//! Contact Form State
//!
//! Field bindings plus the `Editing -> Submitting -> Editing` submit cycle.
//! Derives `Store` so the page can bind each input to its own field.

use leptos::prelude::Update;
use reactive_stores::Store;
use serde::Serialize;

#[derive(Debug, Clone, Copy, PartialEq, Eq)]
pub enum ContactField {
    Name,
    Email,
    Company,
    Role,
    Subject,
    Message,
    InquiryType,
}

impl ContactField {
    /// Fields carrying the HTML `required` marker
    pub const REQUIRED: [ContactField; 4] = [
        ContactField::Name,
        ContactField::Email,
        ContactField::Subject,
        ContactField::Message,
    ];

    pub fn label(self) -> &'static str {
        match self {
            ContactField::Name => "Full Name",
            ContactField::Email => "Email Address",
            ContactField::Company => "Company/Organization",
            ContactField::Role => "Your Role",
            ContactField::Subject => "Subject",
            ContactField::Message => "Message",
            ContactField::InquiryType => "Inquiry Type",
        }
    }
}

/// Snapshot handed to the inquiry desk
#[derive(Debug, Clone, Default, PartialEq, Serialize, Store)]
pub struct ContactForm {
    pub name: String,
    pub email: String,
    pub company: String,
    pub role: String,
    pub subject: String,
    pub message: String,
    pub inquiry_type: String,
}

impl ContactForm {
    pub fn field(&self, field: ContactField) -> &str {
        match field {
            ContactField::Name => &self.name,
            ContactField::Email => &self.email,
            ContactField::Company => &self.company,
            ContactField::Role => &self.role,
            ContactField::Subject => &self.subject,
            ContactField::Message => &self.message,
            ContactField::InquiryType => &self.inquiry_type,
        }
    }

    fn field_mut(&mut self, field: ContactField) -> &mut String {
        match field {
            ContactField::Name => &mut self.name,
            ContactField::Email => &mut self.email,
            ContactField::Company => &mut self.company,
            ContactField::Role => &mut self.role,
            ContactField::Subject => &mut self.subject,
            ContactField::Message => &mut self.message,
            ContactField::InquiryType => &mut self.inquiry_type,
        }
    }

    /// First required field left blank
    pub fn missing_required(&self) -> Option<ContactField> {
        ContactField::REQUIRED
            .into_iter()
            .find(|f| self.field(*f).trim().is_empty())
    }
}

#[derive(Debug, Clone, Copy, Default, PartialEq, Eq)]
pub enum FormPhase {
    #[default]
    Editing,
    Submitting,
}

#[derive(Debug, Clone, PartialEq, Eq)]
pub enum FormError {
    MissingField(ContactField),
    AlreadySubmitting,
}

impl std::fmt::Display for FormError {
    fn fmt(&self, f: &mut std::fmt::Formatter<'_>) -> std::fmt::Result {
        match self {
            FormError::MissingField(field) => write!(f, "{} is required", field.label()),
            FormError::AlreadySubmitting => write!(f, "A message is already being sent"),
        }
    }
}

impl std::error::Error for FormError {}

#[derive(Debug, Clone, Default, PartialEq, Store)]
pub struct ContactFormState {
    pub form: ContactForm,
    pub phase: FormPhase,
}

impl ContactFormState {
    pub fn set(&mut self, field: ContactField, value: impl Into<String>) {
        *self.form.field_mut(field) = value.into();
    }

    pub fn is_submitting(&self) -> bool {
        self.phase == FormPhase::Submitting
    }

    /// Enter `Submitting` and return what to send
    pub fn begin_submit(&mut self) -> Result<ContactForm, FormError> {
        if self.is_submitting() {
            return Err(FormError::AlreadySubmitting);
        }
        if let Some(field) = self.form.missing_required() {
            return Err(FormError::MissingField(field));
        }
        self.phase = FormPhase::Submitting;
        Ok(self.form.clone())
    }

    /// Sending failed; keep what was typed
    pub fn submit_failed(&mut self) {
        self.phase = FormPhase::Editing;
    }

    /// Clear every field and go back to `Editing`
    pub fn finish_submit(&mut self) {
        self.form = ContactForm::default();
        self.phase = FormPhase::Editing;
    }
}

/// Apply the inquiry outcome to the page's store. Returns `false` when the
/// store was disposed while the message was in flight.
pub fn settle_submit(store: Store<ContactFormState>, delivered: bool) -> bool {
    store
        .try_update(|state| {
            if delivered {
                state.finish_submit();
            } else {
                state.submit_failed();
            }
        })
        .is_some()
}

#[cfg(test)]
mod tests {
    use super::*;
    use leptos::prelude::{GetUntracked, Owner};

    fn filled() -> ContactFormState {
        let mut state = ContactFormState::default();
        state.set(ContactField::Name, "Ada Lovelace");
        state.set(ContactField::Email, "ada@example.com");
        state.set(ContactField::Company, "Analytical Engines");
        state.set(ContactField::Role, "CTO");
        state.set(ContactField::Subject, "Demo request");
        state.set(ContactField::Message, "Please show us the dashboard.");
        state.set(ContactField::InquiryType, "demo");
        state
    }

    #[test]
    fn test_submit_cycle_resets_every_field() {
        let mut state = filled();

        let sent = state.begin_submit().unwrap();
        assert_eq!(state.phase, FormPhase::Submitting);
        assert_eq!(sent.subject, "Demo request");
        assert_eq!(sent.inquiry_type, "demo");

        state.finish_submit();
        assert_eq!(state.phase, FormPhase::Editing);
        assert_eq!(state.form, ContactForm::default());
        for field in [
            ContactField::Name,
            ContactField::Email,
            ContactField::Company,
            ContactField::Role,
            ContactField::Subject,
            ContactField::Message,
            ContactField::InquiryType,
        ] {
            assert_eq!(state.form.field(field), "");
        }
    }

    #[test]
    fn test_double_submit_rejected() {
        let mut state = filled();
        state.begin_submit().unwrap();
        assert_eq!(state.begin_submit(), Err(FormError::AlreadySubmitting));
    }

    #[test]
    fn test_missing_required_field() {
        let mut state = filled();
        state.set(ContactField::Subject, "   ");
        assert_eq!(
            state.begin_submit(),
            Err(FormError::MissingField(ContactField::Subject))
        );
        assert_eq!(state.phase, FormPhase::Editing);
    }

    #[test]
    fn test_optional_fields_may_be_blank() {
        let mut state = filled();
        state.set(ContactField::Company, "");
        state.set(ContactField::Role, "");
        state.set(ContactField::InquiryType, "");
        assert!(state.begin_submit().is_ok());
    }

    #[test]
    fn test_failed_submit_keeps_fields() {
        let mut state = filled();
        state.begin_submit().unwrap();
        state.submit_failed();
        assert_eq!(state.phase, FormPhase::Editing);
        assert_eq!(state.form.name, "Ada Lovelace");
        assert!(state.begin_submit().is_ok());
    }

    #[test]
    fn test_error_message() {
        let err = FormError::MissingField(ContactField::Email);
        assert_eq!(err.to_string(), "Email Address is required");
    }

    #[test]
    fn test_settle_submit_clears_live_store() {
        let owner = Owner::new();
        let store = owner.with(|| Store::new(filled()));
        store.update(|state| {
            state.begin_submit().unwrap();
        });

        assert!(settle_submit(store, true));
        let state = store.get_untracked();
        assert_eq!(state.phase, FormPhase::Editing);
        assert_eq!(state.form, ContactForm::default());
    }

    #[test]
    fn test_settle_submit_after_page_left() {
        let owner = Owner::new();
        let store = owner.with(|| Store::new(filled()));
        owner.cleanup();

        assert!(!settle_submit(store, true));
        assert!(!settle_submit(store, false));
    }
}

::::::

● Your task
Scanning the data above, copy out every line where "false" is found.

● Answer to this task
/// Apply the inquiry outcome to the page's store. Returns `false` when the
        assert!(!settle_submit(store, false));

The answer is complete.